Alla Casa Stellata era stato assunto pochi mesi dopo essere arrivato, solo e smarrito, a Noravàl: una laurea in scienze della formazione e qualche esperienza pregressa gli erano serviti come titoli d'accesso. Era stato per lui il luogo dove aveva stretto relazioni come era abituato a concepirle: relazioni come quelle che aveva prima di lasciare Mòrask, fatte di conflitti, di rabbia, di lealtà e di passione. Anzi, probabilmente era stata proprio l'influenza di Mòrask a spingerlo a cercare impiego in un posto così: aveva bisogno di trovarsi in qualche modo coinvolto con vite a disagio, con situazioni di degrado che non sembravano trovare spazio nelle strade limpide della capitale. Una volta un vecchio – forse uno degli stessi che gli avevano parlato delle montagne – gli aveva detto che se anche un giorno fosse riuscito a partire, non avrebbe mai potuto andarsene davvero. Forse era solo una suggestione creata dallo smacco di vivere in un paese abbandonato da Dio, ma i suoi compaesani, specie gli anziani, finivano sempre per l'attribuire alla città qualcosa di magico e di vagamente maledetto.

Noam non credeva alle maledizioni: non era andato via con l'idea di fuggire, ma con quella di costruire e la politica era stata solo stato lo sbocco naturale di quel desiderio. Eppure si rendeva conto che certe scelte rispecchiavano un senso di colpa. Certe volte, avrebbe tanto voluto dimenticare; ma non si poteva dimenticare qualcosa che si era costretti a nascondere, e smettere di nascondere significava distruggere tutto ciò che era riuscito a costruire fino ad allora.

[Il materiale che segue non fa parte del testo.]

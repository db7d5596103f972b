//! Mission plan record
//!
//! Provides [`MissionPlan`], the flat record every rule reads during a run.

use crate::error::PlanError;
use chrono::NaiveDateTime;
use serde::{Deserialize, Serialize};
use std::fmt::{self, Display, Formatter};

/// Named plan fields, used in diagnostics and errors
#[derive(Debug, Clone, Copy, PartialEq, Eq, Hash, Serialize, Deserialize)]
#[serde(rename_all = "snake_case")]
pub enum PlanField {
    /// Requested power draw
    PowerConsumption,
    /// Peak operating temperature
    MaxTemperature,
    /// Operating altitude in km
    Altitude,
    /// Window start
    StartTime,
    /// Window end
    EndTime,
}

impl PlanField {
    /// Field name as it appears in plan documents
    #[inline]
    #[must_use]
    pub fn as_str(self) -> &'static str {
        match self {
            Self::PowerConsumption => "power_consumption",
            Self::MaxTemperature => "max_temperature",
            Self::Altitude => "altitude",
            Self::StartTime => "start_time",
            Self::EndTime => "end_time",
        }
    }
}

impl Display for PlanField {
    fn fmt(&self, f: &mut Formatter<'_>) -> fmt::Result {
        f.write_str(self.as_str())
    }
}

/// Mission plan under validation
///
/// All fields are optional so a partially specified document still loads;
/// a rule that needs an absent field reports [`PlanError::MissingField`]
/// through the `require_*` accessors instead of rejecting the mission.
///
/// The plan is passed by shared reference to every rule and is never
/// mutated during a run.
#[derive(Debug, Clone, Default, PartialEq, Serialize, Deserialize)]
pub struct MissionPlan {
    /// Requested power draw
    #[serde(default, skip_serializing_if = "Option::is_none")]
    pub power_consumption: Option<f64>,

    /// Peak operating temperature
    #[serde(default, skip_serializing_if = "Option::is_none")]
    pub max_temperature: Option<f64>,

    /// Operating altitude in km
    #[serde(default, skip_serializing_if = "Option::is_none")]
    pub altitude: Option<f64>,

    /// Window start
    #[serde(default, skip_serializing_if = "Option::is_none")]
    pub start_time: Option<NaiveDateTime>,

    /// Window end
    #[serde(default, skip_serializing_if = "Option::is_none")]
    pub end_time: Option<NaiveDateTime>,
}

impl MissionPlan {
    /// Create an empty plan
    #[inline]
    #[must_use]
    pub fn new() -> Self {
        Self::default()
    }

    /// Start building a plan
    #[inline]
    #[must_use]
    pub fn builder() -> MissionPlanBuilder {
        MissionPlanBuilder::default()
    }

    /// Power consumption, or an error if absent or not finite
    pub fn require_power(&self) -> Result<f64, PlanError> {
        require_finite(PlanField::PowerConsumption, self.power_consumption)
    }

    /// Peak temperature, or an error if absent or not finite
    pub fn require_temperature(&self) -> Result<f64, PlanError> {
        require_finite(PlanField::MaxTemperature, self.max_temperature)
    }

    /// Altitude, or an error if absent or not finite
    pub fn require_altitude(&self) -> Result<f64, PlanError> {
        require_finite(PlanField::Altitude, self.altitude)
    }

    /// Start and end of the mission window
    ///
    /// # Errors
    /// - [`PlanError::MissingField`] if either bound is absent
    /// - [`PlanError::InvertedWindow`] if the window ends before it starts
    pub fn require_window(&self) -> Result<(NaiveDateTime, NaiveDateTime), PlanError> {
        let start = self
            .start_time
            .ok_or(PlanError::MissingField(PlanField::StartTime))?;
        let end = self
            .end_time
            .ok_or(PlanError::MissingField(PlanField::EndTime))?;

        if end < start {
            return Err(PlanError::InvertedWindow { start, end });
        }

        Ok((start, end))
    }

    /// Fields currently set on this plan
    #[must_use]
    pub fn present_fields(&self) -> Vec<PlanField> {
        let mut fields = Vec::with_capacity(5);
        if self.power_consumption.is_some() {
            fields.push(PlanField::PowerConsumption);
        }
        if self.max_temperature.is_some() {
            fields.push(PlanField::MaxTemperature);
        }
        if self.altitude.is_some() {
            fields.push(PlanField::Altitude);
        }
        if self.start_time.is_some() {
            fields.push(PlanField::StartTime);
        }
        if self.end_time.is_some() {
            fields.push(PlanField::EndTime);
        }
        fields
    }
}

fn require_finite(field: PlanField, value: Option<f64>) -> Result<f64, PlanError> {
    let value = value.ok_or(PlanError::MissingField(field))?;
    if value.is_finite() {
        Ok(value)
    } else {
        Err(PlanError::InvalidValue {
            field,
            reason: format!("{value} is not a finite number"),
        })
    }
}

/// Builder for [`MissionPlan`]
#[derive(Debug, Clone, Default)]
pub struct MissionPlanBuilder {
    plan: MissionPlan,
}

impl MissionPlanBuilder {
    /// Set power consumption
    #[inline]
    #[must_use]
    pub fn power_consumption(mut self, value: f64) -> Self {
        self.plan.power_consumption = Some(value);
        self
    }

    /// Set peak temperature
    #[inline]
    #[must_use]
    pub fn max_temperature(mut self, value: f64) -> Self {
        self.plan.max_temperature = Some(value);
        self
    }

    /// Set altitude
    #[inline]
    #[must_use]
    pub fn altitude(mut self, value: f64) -> Self {
        self.plan.altitude = Some(value);
        self
    }

    /// Set the mission window
    #[inline]
    #[must_use]
    pub fn window(mut self, start: NaiveDateTime, end: NaiveDateTime) -> Self {
        self.plan.start_time = Some(start);
        self.plan.end_time = Some(end);
        self
    }

    /// Finish building
    #[inline]
    #[must_use]
    pub fn build(self) -> MissionPlan {
        self.plan
    }
}

#[cfg(test)]
mod tests {
    use super::*;
    use chrono::NaiveDate;

    fn at(hour: u32) -> NaiveDateTime {
        NaiveDate::from_ymd_opt(2025, 5, 10)
            .unwrap()
            .and_hms_opt(hour, 0, 0)
            .unwrap()
    }

    #[test]
    fn builder_sets_fields() {
        let plan = MissionPlan::builder()
            .power_consumption(90.0)
            .altitude(600.0)
            .window(at(8), at(21))
            .build();

        assert_eq!(plan.require_power().unwrap(), 90.0);
        assert_eq!(plan.require_altitude().unwrap(), 600.0);
        assert_eq!(plan.require_window().unwrap(), (at(8), at(21)));
        assert!(plan.max_temperature.is_none());
    }

    #[test]
    fn missing_field_is_reported() {
        let plan = MissionPlan::new();
        assert_eq!(
            plan.require_power(),
            Err(PlanError::MissingField(PlanField::PowerConsumption))
        );
        assert_eq!(
            plan.require_window(),
            Err(PlanError::MissingField(PlanField::StartTime))
        );
    }

    #[test]
    fn non_finite_value_is_invalid() {
        let plan = MissionPlan::builder().altitude(f64::NAN).build();
        assert!(matches!(
            plan.require_altitude(),
            Err(PlanError::InvalidValue {
                field: PlanField::Altitude,
                ..
            })
        ));
    }

    #[test]
    fn inverted_window_is_rejected() {
        let plan = MissionPlan::builder().window(at(21), at(8)).build();
        assert!(matches!(
            plan.require_window(),
            Err(PlanError::InvertedWindow { .. })
        ));
    }

    #[test]
    fn present_fields_in_declaration_order() {
        let plan = MissionPlan::builder()
            .altitude(600.0)
            .power_consumption(1.0)
            .build();
        assert_eq!(
            plan.present_fields(),
            vec![PlanField::PowerConsumption, PlanField::Altitude]
        );
    }

    #[test]
    fn deserializes_partial_json() {
        let plan: MissionPlan =
            serde_json::from_str(r#"{"altitude": 600, "start_time": "2025-05-10T08:00:00"}"#)
                .unwrap();
        assert_eq!(plan.altitude, Some(600.0));
        assert_eq!(plan.start_time, Some(at(8)));
        assert!(plan.power_consumption.is_none());
    }
}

Scheletri nell'armadio, già. Scheletri.

"Io sono un educatore." disse, eludendo l'ultima domanda e risalendo all'indietro nella conversazione "Prima della candidatura, lavoravo lì. Sono affezionato ai ragazzi e al personale, e loro lo sono a me, quindi tengo i contatti. Ma detesto l'eventualità che questo aspetto della mia vita privata smetta di essere privato."